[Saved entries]
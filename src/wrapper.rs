//! Stable surrogate keys for the column flagged `autoIncremental`.
//!
//! Two shapes of input are handled. In explicit mode the query already projects
//! the column (usually a `ROW_NUMBER()`), and the expression is offset by the
//! destination's current max. In implicit mode the column is built here on top
//! of the query through `source_data` / `existing_data` / `max_id` CTEs.
//! Rows whose unique key already exists are excluded before any id is
//! numbered, so ids are never reused after a delete.

use crate::adapter::{Adapter, Capabilities};
use crate::error::{Error, Result};
use crate::logging::Logger;
use crate::project::{ModelMetadata, Strategy};
use crate::sql::{ProjectedColumn, SqlRewriter};
use crate::{quote_ident, quote_qualified};
use std::collections::HashSet;

pub struct AutoIncrementalWrapper<'a> {
    adapter: &'a dyn Adapter,
    capabilities: Capabilities,
    rewriter: SqlRewriter,
    logger: Logger,
}

/// Source column feeding a destination column in implicit mode.
#[derive(Debug, Clone, PartialEq, Eq)]
pub struct ColumnMapping {
    pub source: String,
    pub target: String,
}

impl<'a> AutoIncrementalWrapper<'a> {
    pub fn new(adapter: &'a dyn Adapter, logger: Logger) -> Self {
        AutoIncrementalWrapper {
            adapter,
            capabilities: adapter.capabilities(),
            rewriter: SqlRewriter::new(logger.clone()),
            logger: logger.with_category("wrapper"),
        }
    }

    pub fn should_wrap(&self, metadata: &ModelMetadata) -> bool {
        metadata.schema.iter().any(|c| c.auto_incremental)
    }

    /// Relation name ready to splice into SQL, degrading to plain quoting.
    pub fn qualify(&self, name: &str) -> String {
        if !self.capabilities.qualify_object_name {
            return quote_qualified(name);
        }
        match self.adapter.qualify_object_name(name) {
            Ok(qualified) => qualified,
            Err(e) => {
                self.logger
                    .debug(&format!("could not qualify {name} ({e}), using it as written"));
                quote_qualified(name)
            }
        }
    }

    /// Rewrite `sql` for the model `target` so its auto-incremental column
    /// yields stable ids. `time_filter` is ANDed into the source query.
    pub fn wrap(
        &self,
        target: &str,
        sql: &str,
        metadata: &ModelMetadata,
        time_filter: Option<&str>,
    ) -> Result<String> {
        let logger = self.logger.scoped(target);
        let Some(column) = metadata.auto_incremental_column(target)? else {
            return self.filtered(sql, time_filter);
        };
        let column = column.name.as_str();

        let (strategy, unique_key) = match &metadata.incremental {
            Some(cfg) => (cfg.strategy(), cfg.unique_key().to_vec()),
            None => (Strategy::Append, Vec::new()),
        };
        let dest_exists = self.adapter.table_exists(target)?;
        let qualified = self.qualify(target);
        let keyed = strategy != Strategy::Append && !unique_key.is_empty();
        let exclude_existing = dest_exists && keyed;

        let wrapped = match self.rewriter.find_projection(sql, column)? {
            Some(projection) if keyed => {
                logger.debug(&format!(
                    "explicit auto-increment on {column}, renumbering after key exclusion"
                ));
                self.explicit_with_exclusion(
                    target,
                    sql,
                    column,
                    &projection,
                    &unique_key,
                    dest_exists.then_some(qualified.as_str()),
                    time_filter,
                )?
            }
            Some(projection) => {
                logger.debug(&format!("explicit auto-increment on {column}, offsetting by current max"));
                let current_max = if dest_exists {
                    format!(
                        "(SELECT COALESCE(MAX({}), 0) FROM {qualified})",
                        quote_ident(column)
                    )
                } else {
                    "0".to_string()
                };
                let offset = self.rewriter.replace_projection(
                    sql,
                    column,
                    &format!("({current_max} + {})", projection.expr),
                )?;
                self.filtered(&offset, time_filter)?
            }
            None => {
                logger.debug(&format!("implicit auto-increment on {column}"));
                self.implicit(
                    target,
                    sql,
                    column,
                    metadata,
                    &unique_key,
                    dest_exists,
                    exclude_existing,
                    &qualified,
                    time_filter,
                )?
            }
        };
        logger.debug(&format!("wrapped SQL: {wrapped}"));
        Ok(wrapped)
    }

    fn filtered(&self, sql: &str, time_filter: Option<&str>) -> Result<String> {
        match time_filter {
            Some(condition) => self.rewriter.inject_where(sql, condition),
            None => Ok(sql.to_string()),
        }
    }

    /// Output column names of `sql`, expanding wildcards through the adapter.
    fn output_columns(&self, model: &str, sql: &str) -> Result<Vec<String>> {
        let projected = self.rewriter.projected_columns(sql)?;
        if projected.iter().any(|c| c.is_wildcard) {
            if !self.capabilities.describe_query_schema {
                return Err(Error::config(
                    model,
                    "wildcard projection cannot be expanded: adapter cannot describe queries",
                ));
            }
            return Ok(self
                .adapter
                .describe_query_schema(sql)?
                .into_iter()
                .map(|c| c.name)
                .collect());
        }
        projected
            .into_iter()
            .map(|c| {
                c.name.ok_or_else(|| {
                    Error::config(model, format!("projected expression `{}` needs an alias", c.expr))
                })
            })
            .collect()
    }

    #[allow(clippy::too_many_arguments)]
    fn explicit_with_exclusion(
        &self,
        model: &str,
        sql: &str,
        column: &str,
        projection: &ProjectedColumn,
        unique_key: &[String],
        existing: Option<&str>,
        time_filter: Option<&str>,
    ) -> Result<String> {
        let source = self.filtered(sql, time_filter)?;
        let others: Vec<String> = self
            .output_columns(model, sql)?
            .into_iter()
            .filter(|c| !c.eq_ignore_ascii_case(column))
            .collect();
        check_key_columns(model, unique_key, &others)?;
        self.logger.scoped(model).debug(&format!(
            "dropping source expression {} in favour of key-ordered numbering",
            projection.expr
        ));

        let select_list: Vec<String> = others
            .iter()
            .map(|c| format!("s.{}", quote_ident(c)))
            .collect();
        let keys: Vec<(String, String)> = unique_key.iter().map(|k| (k.clone(), k.clone())).collect();
        Ok(numbered_select(
            &source,
            column,
            unique_key,
            &select_list,
            &keys,
            existing,
            false,
        ))
    }

    #[allow(clippy::too_many_arguments)]
    fn implicit(
        &self,
        model: &str,
        sql: &str,
        column: &str,
        metadata: &ModelMetadata,
        unique_key: &[String],
        dest_exists: bool,
        exclude_existing: bool,
        qualified: &str,
        time_filter: Option<&str>,
    ) -> Result<String> {
        let source = self.filtered(sql, time_filter)?;
        let source_columns = self.output_columns(model, sql)?;

        let declared: Vec<String> = if dest_exists {
            self.adapter
                .get_table_info(model)?
                .schema
                .into_iter()
                .map(|c| c.name)
                .collect()
        } else {
            metadata.schema.iter().map(|c| c.name.clone()).collect()
        };
        let declared: Vec<String> = declared
            .into_iter()
            .filter(|c| !c.eq_ignore_ascii_case(column))
            .collect();

        let mapping = if declared.is_empty() {
            source_columns
                .iter()
                .map(|c| ColumnMapping {
                    source: c.clone(),
                    target: c.clone(),
                })
                .collect()
        } else {
            map_columns(model, &source_columns, &declared)?
        };

        let order_columns: Vec<String> = if unique_key.is_empty() {
            mapping.iter().map(|m| m.target.clone()).collect()
        } else {
            let targets: Vec<String> = mapping.iter().map(|m| m.target.clone()).collect();
            check_key_columns(model, unique_key, &targets)?;
            unique_key.to_vec()
        };

        let select_list: Vec<String> = mapping
            .iter()
            .map(|m| format!("s.{} AS {}", quote_ident(&m.source), quote_ident(&m.target)))
            .collect();
        let keys: Vec<(String, String)> = unique_key
            .iter()
            .map(|k| {
                let source = mapping
                    .iter()
                    .find(|m| m.target.eq_ignore_ascii_case(k))
                    .map(|m| m.source.clone())
                    .unwrap_or_else(|| k.clone());
                (source, k.clone())
            })
            .collect();

        Ok(numbered_select(
            &source,
            column,
            &order_columns,
            &select_list,
            &keys,
            if dest_exists { Some(qualified) } else { None },
            !exclude_existing,
        ))
    }
}

fn check_key_columns(model: &str, unique_key: &[String], columns: &[String]) -> Result<()> {
    let available: HashSet<String> = columns.iter().map(|c| c.to_lowercase()).collect();
    let missing: Vec<&str> = unique_key
        .iter()
        .filter(|k| !available.contains(&k.to_lowercase()))
        .map(String::as_str)
        .collect();
    if missing.is_empty() {
        Ok(())
    } else {
        Err(Error::config(
            model,
            format!("unique_key column(s) not projected by the query: {}", missing.join(", ")),
        ))
    }
}

/// Pair source columns with destination columns.
///
/// Exact case-insensitive names first. When columns are left over on both
/// sides, exactly one on each side is mapped positionally; anything else is
/// ambiguous and rejected. Source columns with no destination counterpart
/// pass through under their own name.
pub fn map_columns(model: &str, source: &[String], target: &[String]) -> Result<Vec<ColumnMapping>> {
    let target_lower: HashSet<String> = target.iter().map(|c| c.to_lowercase()).collect();
    let source_lower: HashSet<String> = source.iter().map(|c| c.to_lowercase()).collect();

    let unmatched_source: Vec<&String> = source
        .iter()
        .filter(|c| !target_lower.contains(&c.to_lowercase()))
        .collect();
    let unmatched_target: Vec<&String> = target
        .iter()
        .filter(|c| !source_lower.contains(&c.to_lowercase()))
        .collect();

    let positional = match (unmatched_source.as_slice(), unmatched_target.as_slice()) {
        (_, []) | ([], _) => None,
        ([src], [dst]) => Some(((*src).clone(), (*dst).clone())),
        (src, dst) => {
            return Err(Error::config(
                model,
                format!(
                    "cannot map query columns [{}] onto table columns [{}]",
                    src.iter().map(|s| s.as_str()).collect::<Vec<_>>().join(", "),
                    dst.iter().map(|s| s.as_str()).collect::<Vec<_>>().join(", ")
                ),
            ))
        }
    };

    Ok(source
        .iter()
        .map(|s| {
            let target = match target.iter().find(|t| t.eq_ignore_ascii_case(s)) {
                Some(t) => t.clone(),
                None => match &positional {
                    Some((src, dst)) if src == s => dst.clone(),
                    _ => s.clone(),
                },
            };
            ColumnMapping {
                source: s.clone(),
                target,
            }
        })
        .collect())
}

/// `source_data` / `existing_data` / `max_id` CTEs plus the numbering select.
///
/// `existing` is the qualified destination, if it exists. Exclusion joins
/// `(source, destination)` key pairs and is skipped when `keep_existing` is set.
fn numbered_select(
    source: &str,
    column: &str,
    order_columns: &[String],
    select_list: &[String],
    keys: &[(String, String)],
    existing: Option<&str>,
    keep_existing: bool,
) -> String {
    let exclude = existing.is_some() && !keep_existing && !keys.is_empty();

    let mut ctes = vec![format!("source_data AS (\n{source}\n)")];
    if let (true, Some(dest)) = (exclude, existing) {
        let targets: Vec<String> = keys.iter().map(|(_, t)| quote_ident(t)).collect();
        ctes.push(format!(
            "existing_data AS (SELECT DISTINCT {} FROM {dest})",
            targets.join(", ")
        ));
    }
    ctes.push(match existing {
        Some(dest) => format!(
            "max_id AS (SELECT COALESCE(MAX({}), 0) AS max_id FROM {dest})",
            quote_ident(column)
        ),
        None => "max_id AS (SELECT 0 AS max_id)".to_string(),
    });

    let mut inner = format!("SELECT DISTINCT {} FROM source_data AS s", select_list.join(", "));
    if exclude {
        let on: Vec<String> = keys
            .iter()
            .map(|(s, t)| format!("s.{} = e.{}", quote_ident(s), quote_ident(t)))
            .collect();
        inner.push_str(&format!(
            " LEFT JOIN existing_data AS e ON {} WHERE e.{} IS NULL",
            on.join(" AND "),
            quote_ident(&keys[0].1)
        ));
    }

    let order: Vec<String> = order_columns
        .iter()
        .map(|c| format!("d.{}", quote_ident(c)))
        .collect();
    let order_by = if order.is_empty() {
        String::new()
    } else {
        format!("ORDER BY {}", order.join(", "))
    };

    format!(
        "WITH {}\nSELECT CAST(max_id.max_id + ROW_NUMBER() OVER ({order_by}) AS BIGINT) AS {}, d.*\n\
         FROM ({inner}) AS d\nCROSS JOIN max_id",
        ctes.join(",\n"),
        quote_ident(column)
    )
}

Goal of the exercise >>
Print only the lines from the top of the data above down to the line holding "offset by the", inclusive.

Task output >>
filename src/wrapper.rs
//! Stable surrogate keys for the column flagged `autoIncremental`.
//!
//! Two shapes of input are handled. In explicit mode the query already projects
//! the column (usually a `ROW_NUMBER()`), and the expression is offset by the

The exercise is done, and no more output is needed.